At the very center of CIAM’s project is to reconcile ‘wanton’ private interest with a focus on the
collective social good via extensive centralized planning. While one should not confuse CIAM to
be some true communist warriors who wanted to abolish private property, their perspective was
towards the redefinition in so much as the state has the ability to plan the urban space without
having to be at conflict with the owners of private land. Thus, unlike the capitalist system which
views land as disposable real estate, CIAM considers land as inalienable state patrimony. The
mobilization of land was among the first objectives of CIAM and in the case of Brasilia, it was
through a number of laws and regulations passed that land was freed up before the planning of
the city could be executed.

The ultimate goal to be achieved by the modernist city was one of egalitarianism: CIAM planners
posited that through extensive planning, zoning, and homogenization of space in the city, it could
be created such that it does is not stratified both socially and spatially into money classes.
Crucially, unlike most cities in the industrialized world which were conceived as an organism with
functional parts, CIAM’s perspective towards the city was one of a machine, a machine for living
in. In this organization, the city would be broken down into its essential functions. These would
be Taylorized, standardized, rationalized, and assembled as a totality. Thus, the totalizing scope
of modernist planning derives from its conception of the city as a machine. The architect does
not design individual objects but rather envisions interrelationships between every construction
and hence views the city in a totality. Further, reflecting the machinist perspective architects
developed a set of equally revolutionary building types and urban structures. They were
motivated by the central idea in architectural modernism that the creation of new forms of social
experience would transform society, and they viewed architectural innovation as precisely the
opportunity to do this.

The metaphor used by the planners was that architecture could be the social condenser and the
social conductor: just like an electrical condenser transforms the electrical current, architecture
as a social condenser would transform human nature itself, turning the bourgeois individualist
and denatured labourer of the capitalist society into fully developed members of a socialist
collective. Largely, this would be done via techniques of shock: exposing people to the unfamiliar
to make them question the familiar and its seeming immanence. These techniques included
inversion, arbitrary juxtaposition, montage, decontextualization, decomposition, and de-
construction. By making the modernist city ‘strange’ it sought to negate previous expectations of
urban life and hence impose a new urban order.

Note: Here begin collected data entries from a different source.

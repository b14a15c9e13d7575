//! Dictionary keys of the preferences file.
//!
//! These strings are the on-disk contract. Renaming one makes every
//! existing file lose that value on the next load.

/// Top-level key of the global settings dictionary.
pub const GLOBAL_PREFS: &str = "gp";
/// Top-level key of the document history array.
pub const FILE_HISTORY: &str = "File History";

pub const FILE: &str = "File";
pub const DECRYPTION_KEY: &str = "Decryption Key";
pub const USE_GLOBAL_VALUES: &str = "UseGlobalValues";
pub const DISPLAY_MODE: &str = "Display Mode";
pub const PAGE_NO: &str = "Page";
pub const ZOOM_VIRTUAL: &str = "ZoomVirtual";
pub const ROTATION: &str = "Rotation";
pub const SCROLL_X: &str = "Scroll X2";
pub const SCROLL_Y: &str = "Scroll Y2";
pub const WINDOW_STATE: &str = "Window State";
pub const WINDOW_X: &str = "Window X";
pub const WINDOW_Y: &str = "Window Y";
pub const WINDOW_DX: &str = "Window DX";
pub const WINDOW_DY: &str = "Window DY";
pub const SHOW_TOC: &str = "ShowToc";
pub const TOC_DX: &str = "Toc DX";
pub const TOC_STATE: &str = "TocToggles";

pub const SHOW_TOOLBAR: &str = "ShowToolbar";
pub const PDF_ASSOCIATE_DONT_ASK: &str = "PdfAssociateDontAskAgain";
pub const PDF_ASSOCIATE_ASSOCIATE: &str = "PdfAssociateShouldAssociate";
pub const UI_LANGUAGE: &str = "UILanguage";
pub const BG_COLOR: &str = "BgColor";
pub const ESC_TO_EXIT: &str = "EscToExit";
pub const INVERSE_SEARCH_COMMANDLINE: &str = "InverseSearchCommandLine";
pub const ENABLE_TEX_ENHANCEMENTS: &str = "ExposeInverseSearch";
pub const VERSION_TO_SKIP: &str = "VersionToSkip";
pub const LAST_UPDATE: &str = "LastUpdate";
pub const ENABLE_AUTO_UPDATE: &str = "EnableAutoUpdate";
pub const REMEMBER_OPENED_FILES: &str = "RememberOpenedFiles";
pub const GLOBAL_PREFS_ONLY: &str = "GlobalPrefsOnly";
pub const FWDSEARCH_OFFSET: &str = "ForwardSearch_HighlightOffset";
pub const FWDSEARCH_COLOR: &str = "ForwardSearch_HighlightColor";
pub const FWDSEARCH_WIDTH: &str = "ForwardSearch_HighlightWidth";
pub const FWDSEARCH_PERMANENT: &str = "ForwardSearch_HighlightPermanent";

/// Keys written only for full (non-abbreviated) history records.
pub const ENTRY_OVERRIDE_KEYS: &[&str] = &[
    DISPLAY_MODE,
    PAGE_NO,
    ZOOM_VIRTUAL,
    ROTATION,
    SCROLL_X,
    SCROLL_Y,
    WINDOW_STATE,
    WINDOW_X,
    WINDOW_Y,
    WINDOW_DX,
    WINDOW_DY,
    SHOW_TOC,
    TOC_DX,
    TOC_STATE,
];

Chapter 3: The Plan’s Hidden Agenda

In this chapter Holston challenges the Master Plan of Brasilia. Rather than justify the city's design
as a means to radical social transformation, the plan presented the founding of the city as if it had
no history, as if it were not a response either to socioeconomic conditions in Brazil in 1957 or to
modernism in architecture. Rather, it de-historicized its idea of Brasilia, hiding its agenda for
social change in a mythology of universalizing design principles, ancient cities, and sacred
planning techniques.

He analyzes the Master Plan in detail and shows that it is more than just a city blueprint. Rather,
it is a foundation charter, an account of primordial origins with the status of law which establishes
precedents for all subsequent development in Brasilia. Moreover, it presents the architects' stated
point of view. Furthermore, as a foundation charter, it is a masterwork of narrative construction in
its own right. It is one of this century's most influential documents of city planning, especially in
developing countries, and as such deserves careful consideration.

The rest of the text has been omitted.